▶ To do
Repeat the entries exactly. Leave nothing out.

▶ Saved data entries
//! In-memory collaborators for exercising the controller without a real
//! object store or overlay: a content-addressed store fake, a pubsub hub
//! with direct channels, toy stores for every built-in type, and toy
//! identity plumbing.

use orbiter_core::Platform;
use orbiter_redb::{RedbCache, RedbStorage};

pub mod access;
pub mod identity;
pub mod object_store;
pub mod pubsub;
pub mod stores;

pub use access::*;
pub use identity::*;
pub use object_store::*;
pub use pubsub::*;
pub use stores::*;

/// Platform wiring all the toy collaborators together. Caches persist
/// through redb so restart scenarios behave like a real deployment.
pub struct ToyPlatform;

impl Platform for ToyPlatform {
    type ObjectStore = MemoryObjectStore;
    type PubSub = MemoryPubSub;
    type Storage = RedbStorage;
    type Keystore = ToyKeystore;
    type IdentityProvider = ToyIdentityProvider;
    type AccessFactory = ToyAccessFactory;
}

/// Toy store type as it comes out of a [`ToyPlatform`] controller.
pub type ToyPlatformStore = ToyStore<RedbCache, MemoryObjectStore>;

▶ Written response
//! In-memory collaborators for exercising the controller without a real
//! object store or overlay: a content-addressed store fake, a pubsub hub
//! with direct channels, toy stores for every built-in type, and toy
//! identity plumbing.

use orbiter_core::Platform;
use orbiter_redb::{RedbCache, RedbStorage};

pub mod access;
pub mod identity;
pub mod object_store;
pub mod pubsub;
pub mod stores;

pub use access::*;
pub use identity::*;
pub use object_store::*;
pub use pubsub::*;
pub use stores::*;

/// Platform wiring all the toy collaborators together. Caches persist
/// through redb so restart scenarios behave like a real deployment.
pub struct ToyPlatform;

impl Platform for ToyPlatform {
    type ObjectStore = MemoryObjectStore;
    type PubSub = MemoryPubSub;
    type Storage = RedbStorage;
    type Keystore = ToyKeystore;
    type IdentityProvider = ToyIdentityProvider;
    type AccessFactory = ToyAccessFactory;
}

/// Toy store type as it comes out of a [`ToyPlatform`] controller.
pub type ToyPlatformStore = ToyStore<RedbCache, MemoryObjectStore>;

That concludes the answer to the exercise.